MdSnRK2.4 and MdSnRK2.9 regulate the expression of MdACO1 and degradation of MdACS1
1‐aminocyclopropane‐1‐carboxylic acid synthases (ACSs) and 1‐aminocyclopropane‐1‐carboxylic acid oxidases (ACOs) are the rate‐limiting enzymes in ethylene biosynthesis (Yang & Hoffman, 1984; Kende, 1993). To determine which genes are involved in MdSnRK2.4‐ and MdSnRK2.9‐meditated ETH biosynthesis, we analyzed the expression of MdACOs and MdACSs in MdSnRK2.4‐OE and MdSnRK2.9‐OE apple calli. The expression levels of MdACO1, MdACO2, MdACO3, MdACS1 and MdACS3A were significantly higher in MdSnRK2.4‐OE and MdSnRK2.9‐OE calli than in control calli. Moreover, the expression levels of MdACO1 were four‐ to six‐fold higher than those of other biosynthesis genes in MdSnRK2.4‐OE, MdSnRK2.9‐OE apple calli (Fig. 2a). MdACO1 is the major ACO gene controlling ethylene biosynthesis in apple fruit (Nakatsuka et al., 1998; Schaffer et al., 2007). These results indicate that MdACO1 is an important downstream biosynthesis gene affected by MdSnRK2.4 and MdSnRK2.9.
ACSs are involved in ETH biosynthesis via regulating their gene expression and phosphorylation‐mediated protein degradation (Park et al., 2021). We found that MdSnRK2.9 interacted with MdACS1 (Fig. 2b). The cell‐free degradation assay showed that co‐incubation of MdSnRK2.4‐His and MdSnRK2.9‐His could reduce the degradation of GST‐MdACS1. However, it did not obviously affect the degradation of GST‐MdACS12A, the phospho‐dead mutant of MdACS1 that was generated by inactivating SnRK2‐recognized phosphorylation sites (Fig. 2c).
Compared to ACSs, the regulatory mechanisms of ACOs, in particular their post‐transcriptional regulatory mechanism, remain largely unknown. Therefore, we focused on determining how MdSnRK2‐I induces the expression of MdACO1 to promote ETH biosynthesis.
MdSnRK2.4 and MdSnRK2.9 are activated by osmotic stress and ETH in apple fruits
As MdSnRK2.4 and MdSnRK2.9 are activated during fruit ripening (Fig. 1d), we next sought to determine whether these proteins are activated by ETH. We investigated the effects of ACC treatment on phosphorylation changes in MdSnRK2.4 and MdSnRK2.9 in apple flesh (Fig. 3a).
The SnRK2 family is reported to be widely involved in osmotic stress, which, in turn, induces ETH biosynthesis (Skirycz et al., 2011; Zhang et al., 2011; Fujii & Zhu, 2012; Dubois et al., 2018).
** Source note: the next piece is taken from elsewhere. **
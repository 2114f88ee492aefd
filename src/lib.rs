//! Kitchen order ticket service: order submission, ticket numbering,
//! cancellation, retrieval for printing and staff login.

pub mod server;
Therefore, we investigated the effects of mannitol treatment on MdSnRK2.4 and MdSnRK2.9. A phos‐tag assay showed that the phosphorylation levels of MdSnRK2.4 and MdSnRK2.9 in apple flesh were higher under 6% mannitol and 100 µM ACC treatments than under the control treatment at 105 DPA (Figs 3a, S3a–c). Additionally, an in‐gel assay revealed that MdSnRK2.4 and MdSnRK2.9 were highly activated in MdSnRK2.4‐OE and MdSnRK2.9‐OE apple calli under 6% mannitol and 100 µM ACC treatments (Fig. 3b).
Then, we determined whether the mannitol‐ and ACC‐activated MdSnRK2.4 and MdSnRK2.9 could mediate ETH biosynthesis in apple calli. As shown in Fig. 3(c), ETH production in MdSnRK2.4‐OE and MdSnRK2.9‐OE apple calli was significantly higher under 6% mannitol and 100 µM ACC treatments compared with that under the control treatment. Moreover, co‐transformed MdSnRK2.4‐OE and MdSnRK2.9‐OE apple calli had higher ETH levels than single transformation calli (Fig. 3c). These results indicate that mannitol‐ and ACC‐activated MdSnRK2.4 and MdSnRK2.9 synergistically regulate ETH biosynthesis in apple fruit.
Notably, MdACO1 expression in MdSnRK2.4‐OE and MdSnRK2.9‐OE apple calli was more sensitive to 6% mannitol and 100 µM ACC than that in EV fruit calli, indicating that MdACO1 expression is the important output for MdSnRK2.4‐ and MdSnRK2.9‐mediated ETH biosynthesis under mannitol and ACC treatments (Fig. 3d).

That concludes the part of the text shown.